*INSTRUCTIONS TO FOLLOW*. Take the data that sits below and write it out again exactly.
___ EXCERPTED RECORDS ___
// Overlay render contract: one positioned, labelled tag per current detection.

use serde::{Deserialize, Serialize};

use crate::bbox::{validate_resolution, BBoxUtil};
use crate::error::Result;
use crate::types::*;

/// Everything the presentation layer needs to draw one tag.
#[derive(Debug, Clone, PartialEq, Serialize, Deserialize)]
pub struct OverlayTag {
    /// Anchor in element pixels.
    pub anchor: Point,
    /// Box in element pixels.
    pub bbox: BBox,
    pub label: String,
    pub class_name: String,
    pub confidence: f64,
    pub track_id: Option<u64>,
}

/// `"vehicle 87% #12"`
pub fn label_for(detection: &Detection) -> String {
    let mut label = format!(
        "{} {:.0}%",
        detection.class_name,
        detection.confidence * 100.0
    );
    if let Some(track_id) = detection.track_id {
        label.push_str(&format!(" #{track_id}"));
    }
    label
}

/// Map detections onto the rendered element.
///
/// Detections without a usable box are left out; bad resolutions are a configuration error.
pub fn build_overlay(
    detections: &[Detection],
    stream_resolution: Resolution,
    element_size: Resolution,
) -> Result<Vec<OverlayTag>> {
    validate_resolution("stream", stream_resolution)?;
    validate_resolution("video element", element_size)?;

    let mut tags = Vec::with_capacity(detections.len());
    for detection in detections {
        let Some(bbox) = detection.bbox else {
            continue;
        };
        let util = match BBoxUtil::new(bbox, stream_resolution, element_size) {
            Ok(util) => util,
            Err(err) => {
                tracing::warn!(error = %err, class = %detection.class_name, "skipping overlay tag");
                continue;
            }
        };
        tags.push(OverlayTag {
            anchor: util.center_point(),
            bbox: util.rescaled_bbox(),
            label: label_for(detection),
            class_name: detection.class_name.clone(),
            confidence: detection.confidence,
            track_id: detection.track_id,
        });
    }
    Ok(tags)
}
___
*TASK SOLUTION*.
// Overlay render contract: one positioned, labelled tag per current detection.

use serde::{Deserialize, Serialize};

use crate::bbox::{validate_resolution, BBoxUtil};
use crate::error::Result;
use crate::types::*;

/// Everything the presentation layer needs to draw one tag.
#[derive(Debug, Clone, PartialEq, Serialize, Deserialize)]
pub struct OverlayTag {
    /// Anchor in element pixels.
    pub anchor: Point,
    /// Box in element pixels.
    pub bbox: BBox,
    pub label: String,
    pub class_name: String,
    pub confidence: f64,
    pub track_id: Option<u64>,
}

/// `"vehicle 87% #12"`
pub fn label_for(detection: &Detection) -> String {
    let mut label = format!(
        "{} {:.0}%",
        detection.class_name,
        detection.confidence * 100.0
    );
    if let Some(track_id) = detection.track_id {
        label.push_str(&format!(" #{track_id}"));
    }
    label
}

/// Map detections onto the rendered element.
///
/// Detections without a usable box are left out; bad resolutions are a configuration error.
pub fn build_overlay(
    detections: &[Detection],
    stream_resolution: Resolution,
    element_size: Resolution,
) -> Result<Vec<OverlayTag>> {
    validate_resolution("stream", stream_resolution)?;
    validate_resolution("video element", element_size)?;

    let mut tags = Vec::with_capacity(detections.len());
    for detection in detections {
        let Some(bbox) = detection.bbox else {
            continue;
        };
        let util = match BBoxUtil::new(bbox, stream_resolution, element_size) {
            Ok(util) => util,
            Err(err) => {
                tracing::warn!(error = %err, class = %detection.class_name, "skipping overlay tag");
                continue;
            }
        };
        tags.push(OverlayTag {
            anchor: util.center_point(),
            bbox: util.rescaled_bbox(),
            label: label_for(detection),
            class_name: detection.class_name.clone(),
            confidence: detection.confidence,
            track_id: detection.track_id,
        });
    }
    Ok(tags)
}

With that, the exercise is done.